### Task statement
Up to and including the line that contains "is not loaded.", return every line from the start of the data, unchanged.

### Dataset
//! Player corpses and bones. Corpses are indexed by cell and owner so that they can be
//! brought back in the world when their grid loads, and expire after a while.

use std::collections::HashMap;

use indexmap::IndexSet;

use tracing::{debug, warn};

use crate::context::{CorpseRecord, PersistenceError};
use crate::coord::GridCoord;
use crate::entity::{CorpseType, Entity, EntityId, EntityKind};
use crate::grid::GridState;

use super::{Map, MapError, MapEvent};


/// Directories of the corpses of a map, corpses themselves are in the entity directory.
#[derive(Debug, Default)]
pub(super) struct CorpseDirectory {
    /// Corpses by cell identifier, including those whose grid is not loaded.
    by_cell: HashMap<u32, IndexSet<EntityId>>,
    /// Resurrectable corpses by owner.
    by_owner: HashMap<EntityId, EntityId>,
    bones: IndexSet<EntityId>,
}

impl CorpseDirectory {

    fn insert(&mut self, corpse: &Entity) {
        let Some(data) = corpse.as_corpse() else { return };
        if let Some(cell) = corpse.position.cell() {
            self.by_cell.entry(cell.id()).or_default().insert(corpse.id());
        }
        match data.corpse_type {
            CorpseType::Resurrectable => { self.by_owner.insert(data.owner, corpse.id()); }
            CorpseType::Bones => { self.bones.insert(corpse.id()); }
        }
    }

    pub(super) fn remove(&mut self, corpse: &Entity) {
        let Some(data) = corpse.as_corpse() else { return };
        if let Some(cell) = corpse.position.cell() {
            if let Some(ids) = self.by_cell.get_mut(&cell.id()) {
                ids.swap_remove(&corpse.id());
                if ids.is_empty() {
                    self.by_cell.remove(&cell.id());
                }
            }
        }
        match data.corpse_type {
            CorpseType::Resurrectable => {
                if self.by_owner.get(&data.owner) == Some(&corpse.id()) {
                    self.by_owner.remove(&data.owner);
                }
            }
            CorpseType::Bones => { self.bones.swap_remove(&corpse.id()); }
        }
    }

    /// Iterate every corpse of the directory.
    pub(super) fn iter(&self) -> impl Iterator<Item = EntityId> + '_ {
        self.by_cell.values().flatten().copied()
    }

    fn in_cell(&self, cell_id: u32) -> Vec<EntityId> {
        self.by_cell.get(&cell_id).map(|ids| ids.iter().copied().collect()).unwrap_or_default()
    }

}


impl Map {

    /// Load persisted corpses of this map, called once at creation.
    pub(super) fn load_corpses(&mut self) {

        let records = match self.ctx.persistence.load_corpses(self.key) {
            Ok(records) => records,
            Err(PersistenceError::Unsupported) => return,
            Err(e) => {
                warn!("failed to load corpses of map {}: {e}", self.key.map_id);
                return;
            }
        };

        let count = records.len();
        for record in records {
            let id = self.generate_id(EntityKind::Corpse);
            let corpse = Entity::corpse(id, record.owner, record.position, record.corpse_type, record.created);
            if let Err(e) = self.insert_corpse(corpse, false) {
                warn!("failed to restore corpse of {}: {e}", record.owner);
            }
        }

        debug!("loaded {count} corpses in map {}", self.key.map_id);

    }

    /// Add a corpse to this map. A corpse whose grid exists but is not loaded is kept
    /// aside until the grid loads. Resurrectable corpses are persisted.
    pub fn add_corpse(&mut self, corpse: Entity) -> Result<EntityId, MapError> {
        self.insert_corpse(corpse, true)
    }

    fn insert_corpse(&mut self, corpse: Entity, persist: bool) -> Result<EntityId, MapError> {

        let id = corpse.id();
        let data = corpse.as_corpse().ok_or(MapError::UnknownEntity(id))?;
        if self.entities.contains_key(&id) {
            return Err(MapError::AlreadyInMap(id));
        }

        let cell = self.entity_cell(&corpse)?;
        let owner = data.owner;
        let resurrectable = data.corpse_type == CorpseType::Resurrectable;

        // An owner has a single resurrectable corpse.
        if resurrectable {
            if let Some(previous) = self.corpses.by_owner.get(&owner).copied() {
                self.remove_corpse(previous);
            }
        }

        if persist && resurrectable {
            let record = CorpseRecord {
                owner,
                position: corpse.position,
                corpse_type: CorpseType::Resurrectable,
                created: data.created,
            };
            if let Err(e) = self.ctx.persistence.save_corpse(self.key, &record) {
                if e != PersistenceError::Unsupported {
                    warn!("failed to save corpse of {owner}: {e}");
                }
            }
        }

        self.corpses.insert(&corpse);

        if self.is_grid_created(cell.grid()) {
            Ok(self.insert_in_world(corpse, cell))
        } else {
            self.entities.insert(id, corpse);
            self.push_event(MapEvent::Added(id));
            Ok(id)
        }

    }

    /// Remove a corpse from the map and its directories.
    pub fn remove_corpse(&mut self, id: EntityId) -> Option<Entity> {
        if id.kind != EntityKind::Corpse {
            return None;
        }
        self.remove_from_map(id)
    }

    /// The resurrectable corpse of an owner.
    pub fn corpse_by_owner(&self, owner: EntityId) -> Option<EntityId> {
        self.corpses.by_owner.get(&owner).copied()
    }

    #[inline]
    pub fn bones_count(&self) -> usize {
        self.corpses.bones.len()
    }

    /// Corpses located in a grid, whether the grid is loaded or not.
    pub fn corpses_in_grid(&self, coord: GridCoord) -> Vec<EntityId> {
        coord.cells().iter().flat_map(|cell| self.corpses.in_cell(cell.id())).collect()
    }

    /// Replace the resurrectable corpse of an owner by bones. Bones are not created if
    /// the grid is about to be unloaded. Return the bones if created.
    pub fn convert_corpse_to_bones(&mut self, owner: EntityId) -> Option<EntityId> {

        let id = self.corpse_by_owner(owner)?;
        let corpse = self.remove_corpse(id)?;

        match self.ctx.persistence.delete_corpse(self.key, owner) {
            Ok(()) | Err(PersistenceError::NotFound | PersistenceError::Unsupported) => {}
            Err(e) => warn!("failed to delete corpse of {owner}: {e}"),
        }

        let grid = corpse.position.grid()?;
        if self.grid_state(grid) == Some(GridState::Removal) {
            return None;
        }

        let bones_id = self.generate_id(EntityKind::Corpse);
        let bones = Entity::corpse(bones_id, owner, corpse.position, CorpseType::Bones, self.now());
        self.add_corpse(bones).ok()

    }

    /// Expire old corpses, resurrectable corpses become bones and old bones are removed.
    pub(super) fn remove_old_corpses(&mut self) {

        let now = self.now();
        let created = |map: &Map, id: &EntityId| map.entities.get(id)
            .and_then(Entity::as_corpse)
            .map(|data| data.created)
            .unwrap_or(0);

        let expired_owners = self.corpses.by_owner.iter()
            .filter(|(_, id)| created(self, id) + self.config.player_corpse_expiry < now)
            .map(|(owner, _)| *owner)
            .collect::<Vec<_>>();

        for owner in expired_owners {
            self.convert_corpse_to_bones(owner);
        }

        let expired_bones = self.corpses.bones.iter()
            .filter(|id| created(self, id) + self.config.bones_expiry < now)
            .copied()
            .collect::<Vec<_>>();

        for id in expired_bones {
            self.remove_corpse(id);
        }

    }

    /// Bring the corpses of a freshly loaded grid in the world, return their count.
    pub(super) fn load_grid_corpses(&mut self, coord: GridCoord) -> usize {

        let mut count = 0;
        for cell in coord.cells() {

            for id in self.corpses.in_cell(cell.id()) {

                let Some(corpse) = self.entities.get(&id) else {
                    continue;
                };

                if corpse.in_world {
                    continue;
                }

                // Pending corpses are indexed in the pending bag, reindex them live.
                if corpse.cell.is_some() {
                    self.remove_from_grid(id);
                }

                if self.add_to_grid(id, cell) {
                    if let Some(corpse) = self.entities.get_mut(&id) {
                        corpse.in_world = true;
                    }
                    count += 1;
                }

            }

        }

        count

    }

}


#[cfg(test)]
mod tests {

    use crate::config::{MapConfig, DAY, HOUR};
    use crate::context::MapKey;
    use crate::entity::Position;
    use crate::memory::MemoryContext;

    use super::*;

    fn map() -> (Map, MemoryContext) {
        let ctx = MemoryContext::new();
        (Map::new(MapKey::new(1, 0), MapConfig::default(), ctx.context(), 1000), ctx)
    }

    fn owner() -> EntityId {
        EntityId::new(EntityKind::Player, 5)
    }

    #[test]
    fn pending_corpse_enters_world_on_load() {

        let (mut map, ctx) = map();
        let pos = Position::new(100.0, 100.0, 0.0, 0.0);
        let grid = pos.grid().unwrap();
        map.ensure_grid_created(grid);

        let id = map.generate_id(EntityKind::Corpse);
        map.add_corpse(Entity::corpse(id, owner(), pos, CorpseType::Resurrectable, map.now())).unwrap();
        assert!(!map.entity(id).unwrap().is_in_world());
        assert_eq!(ctx.store.corpse_count(map.key()), 1);
        assert_eq!(map.corpse_by_owner(owner()), Some(id));
        assert_eq!(map.dangling_references(), 0);

        // A pending corpse claiming to be in world is not indexed in a live bag.
        map.entity_mut(id).unwrap().in_world = true;
        assert_eq!(map.dangling_references(), 1);
        map.entity_mut(id).unwrap().in_world = false;

        map.load_grid_at(100.0, 100.0).unwrap();
        assert!(map.entity(id).unwrap().is_in_world());
        assert_eq!(map.corpses_in_grid(grid), [id]);
        assert_eq!(map.dangling_references(), 0);

    }

    #[test]
    fn corpse_without_grid_waits() {

        let (mut map, _) = map();
        let pos = Position::new(100.0, 100.0, 0.0, 0.0);
        let id = map.generate_id(EntityKind::Corpse);
        map.add_corpse(Entity::corpse(id, owner(), pos, CorpseType::Resurrectable, map.now())).unwrap();
        assert_eq!(map.grid_count(), 0);
        assert!(map.entity(id).unwrap().cell().is_none());

        map.load_grid_at(100.0, 100.0).unwrap();
        assert!(map.entity(id).unwrap().is_in_world());

    }

    #[test]
    fn convert_to_bones() {

        let (mut map, ctx) = map();
        let pos = Position::new(100.0, 100.0, 0.0, 0.0);
        map.load_grid_at(100.0, 100.0).unwrap();
        let id = map.generate_id(EntityKind::Corpse);
        map.add_corpse(Entity::corpse(id, owner(), pos, CorpseType::Resurrectable, map.now())).unwrap();

        let bones = map.convert_corpse_to_bones(owner()).unwrap();
        assert!(!map.contains_entity(id));
        assert_eq!(map.corpse_by_owner(owner()), None);
        assert_eq!(map.bones_count(), 1);
        assert_eq!(ctx.store.corpse_count(map.key()), 0);
        assert_eq!(map.entity(bones).unwrap().as_corpse().unwrap().corpse_type, CorpseType::Bones);
        assert!(map.convert_corpse_to_bones(owner()).is_none());

    }

    #[test]
    fn no_bones_in_removal_grid() {
        let (mut map, _) = map();
        let pos = Position::new(100.0, 100.0, 0.0, 0.0);
        map.load_grid_at(100.0, 100.0).unwrap();
        map.grids.get_mut(pos.grid().unwrap()).unwrap().set_state(GridState::Removal);
        let id = map.generate_id(EntityKind::Corpse);
        map.add_corpse(Entity::corpse(id, owner(), pos, CorpseType::Resurrectable, map.now())).unwrap();
        assert!(map.convert_corpse_to_bones(owner()).is_none());
        assert_eq!(map.bones_count(), 0);
    }

    #[test]
    fn old_corpses_expire() {

        let (mut map, _) = map();
        let pos = Position::new(100.0, 100.0, 0.0, 0.0);
        map.load_grid_at(100.0, 100.0).unwrap();

        let id = map.generate_id(EntityKind::Corpse);
        map.add_corpse(Entity::corpse(id, owner(), pos, CorpseType::Resurrectable, map.now())).unwrap();

        map.time_ms += 3 * DAY * 1000 + 1000;
        map.remove_old_corpses();
        assert!(!map.contains_entity(id));
        assert_eq!(map.bones_count(), 1);

        map.time_ms += HOUR * 1000 + 1000;
        map.remove_old_corpses();
        assert_eq!(map.bones_count(), 0);
        assert_eq!(map.dangling_references(), 0);

    }

    #[test]
    fn second_corpse_replaces_first() {
        let (mut map, _) = map();
        let pos = Position::new(100.0, 100.0, 0.0, 0.0);
        let first = map.generate_id(EntityKind::Corpse);
        map.add_corpse(Entity::corpse(first, owner(), pos, CorpseType::Resurrectable, map.now())).unwrap();
        let second = map.generate_id(EntityKind::Corpse);
        map.add_corpse(Entity::corpse(second, owner(), pos, CorpseType::Resurrectable, map.now())).unwrap();
        assert!(!map.contains_entity(first));
        assert_eq!(map.corpse_by_owner(owner()), Some(second));
    }

}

### Reply
//! Player corpses and bones. Corpses are indexed by cell and owner so that they can be
//! brought back in the world when their grid loads, and expire after a while.

use std::collections::HashMap;

use indexmap::IndexSet;

use tracing::{debug, warn};

use crate::context::{CorpseRecord, PersistenceError};
use crate::coord::GridCoord;
use crate::entity::{CorpseType, Entity, EntityId, EntityKind};
use crate::grid::GridState;

use super::{Map, MapError, MapEvent};


/// Directories of the corpses of a map, corpses themselves are in the entity directory.
#[derive(Debug, Default)]
pub(super) struct CorpseDirectory {
    /// Corpses by cell identifier, including those whose grid is not loaded.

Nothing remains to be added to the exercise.